QuoteI suppose it's not surprising to you that I think removing the final modifier is a good idea.
Quoteii) Of the three modifiers, Anathema units seem most significant here. I'm thinking in terms of playing the above character, or maybe any character: absent specific ethical concerns of the moment, I plan to kill frequently, if not indiscriminately I suppose, and keep Anathema high enough that I can pretty much always double my Ability dice. As long as Anathema is below 20 or so, and assuming that a good fun scene calls for multiple rolls, I can see how a certain economy might set in, as I might not be able to kill my way up high enough fast enough and will have to pick and choose when I "Anathemize" my rolls. How about above that? It doesn't seem unlikely that I might have my character kill dozens, if not hundreds, of victims at once when I can. Is it part of the vision of the game that I might have 100 or 200 Anathema going? I'm not saying that's bad, not at all - I'm only curious to see if I'm interpreting correctly.
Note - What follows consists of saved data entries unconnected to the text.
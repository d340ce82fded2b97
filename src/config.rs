use serde::{Deserialize, Serialize};
use std::fs;
use std::path::{Path, PathBuf};

use crate::geo::LatLng;

pub const DEFAULT_CONFIG: &str = "truckmap.toml";
pub const EXAMPLE_CONFIG: &str = "truckmap.example.toml";

pub const DEFAULT_DATASET_URL: &str = "http://data.sfgov.org/resource/rqzj-sfat.json";

#[derive(Deserialize, Clone, Debug)]
pub struct Config {
    #[serde(default = "default_listen_addr")]
    pub listen_addr: String,
    #[serde(default = "default_dataset_url")]
    pub dataset_url: String,
    #[serde(default)]
    pub maps_api_key: String,
    pub thread_count: Option<usize>,
    pub cache_dir: Option<PathBuf>,
    pub cache_ttl_secs: Option<u64>,
    pub cache_size_mb: Option<u64>,
    pub template_dir: Option<PathBuf>,
    pub static_dir: Option<PathBuf>,
    #[serde(default)]
    pub map: MapDefaults,
    #[serde(default = "default_categories")]
    pub categories: Vec<Category>,
}

/// Initial viewport of the map page.
#[derive(Deserialize, Serialize, Clone, Debug)]
pub struct MapDefaults {
    pub center: LatLng,
    pub zoom: u8,
    pub geo_zoom: u8,
}

impl Default for MapDefaults {
    fn default() -> Self {
        Self {
            center: LatLng::new(37.7833, -122.4167),
            zoom: 13,
            geo_zoom: 15,
        }
    }
}

/// A food category rendered as a toggle button. The id doubles as the
/// `food` filter term sent to `/trucks`.
#[derive(Deserialize, Serialize, Clone, Debug, PartialEq)]
pub struct Category {
    pub id: String,
    pub label: String,
}

fn default_listen_addr() -> String {
    "0.0.0.0:5000".to_string()
}

fn default_dataset_url() -> String {
    DEFAULT_DATASET_URL.to_string()
}

fn default_categories() -> Vec<Category> {
    [
        ("taco", "Tacos"),
        ("burrito", "Burritos"),
        ("burger", "Burgers"),
        ("sandwich", "Sandwiches"),
        ("noodle", "Noodles"),
        ("coffee", "Coffee"),
        ("donut", "Donuts"),
        ("salad", "Salads"),
    ]
    .into_iter()
    .map(|(id, label)| Category { id: id.to_string(), label: label.to_string() })
    .collect()
}

impl Config {
    pub fn load() -> anyhow::Result<Self> {
        Self::load_in(Path::new("."))
    }

    /// Reads `truckmap.toml` from `dir`, falling back to `truckmap.example.toml`.
    pub fn load_in(dir: &Path) -> anyhow::Result<Self> {
        let path = [DEFAULT_CONFIG, EXAMPLE_CONFIG]
            .iter()
            .map(|name| dir.join(name))
            .find(|path| path.exists())
            .ok_or_else(|| anyhow::anyhow!("Configuration file not found. Please create {} or provide {}.", DEFAULT_CONFIG, EXAMPLE_CONFIG))?;
        Self::load_from(&path)
    }

    pub fn load_from(path: &Path) -> anyhow::Result<Self> {
        let content = fs::read_to_string(path)?;
        let config: Config = toml::from_str(&content)?;
        Ok(config)
    }

    pub fn cache_dir(&self) -> PathBuf {
        self.cache_dir.clone().unwrap_or_else(|| PathBuf::from("data/cache"))
    }

    /// A TTL of zero disables the dataset cache.
    pub fn cache_ttl_secs(&self) -> u64 {
        self.cache_ttl_secs.unwrap_or(300)
    }

    pub fn cache_size_mb(&self) -> u64 {
        self.cache_size_mb.unwrap_or(64)
    }

    pub fn template_dir(&self) -> PathBuf {
        self.template_dir.clone().unwrap_or_else(|| PathBuf::from("data/templates"))
    }

    /// Directory served under `/static` (marker icons).
    pub fn static_dir(&self) -> PathBuf {
        self.static_dir.clone().unwrap_or_else(|| PathBuf::from("data/static"))
    }
}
Quoteii) I am not convinced by the text's claim that the game doesn't feature combat much. It seems to me it definitely would, even without the "dust'em up" bad guys you provide later in the rules. But rare or common, the key feature of complicated conflict ("combat" most often) for me is the ordering of announced actions and outcomes. I think the current traditional, fully random, stop-motion initiative system is inadequate for the passion-driven, intensely personal aspects of combat in this game. I am thinking about all sorts of alternatives: the Action Point system in my proto-game Mongrel, for instance, seems well suited; or some kind of all-at-once rolling and retroactive ordering along the lines of Zero and Sorcerer, or more complex, In a Wicked Age.
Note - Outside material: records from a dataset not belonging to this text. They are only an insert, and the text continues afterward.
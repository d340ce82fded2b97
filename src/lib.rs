//! Food truck map: the `/trucks` service and the map controller that
//! consumes it.

pub mod client;
pub mod config;
pub mod dataset;
pub mod dataset_cache;
pub mod filter;
pub mod geo;
pub mod models;
pub mod query;
pub mod server;
pub mod template_engine;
Quote4. This may sound very strange, but I think perception, as a character ability or action, does not rate a whole Ability of its own for this game. The single thing it specifically does concerns memory, and that function can be given some kind of roll unique to itself rather than being a character Ability. Otherwise it's the same-old, same-old "notice things" deal which is remarkably non-functional in most role-playing. Now, for all I know, you have some kind of nigh-unique skill or set of experiences with perception rolls that is incredibly fun, and if so, let me know what it is, and I'll drop the subject. But instead, if like me, you have struggled with getting things to happen even when perception rolls aren't made, or found scenes jammed up by who-notices-whom instead of getting to the point, and, if like me, you have often simply bypassed the whole thing and flatly said who notices whom, then maybe Perception can simply be jettisoned.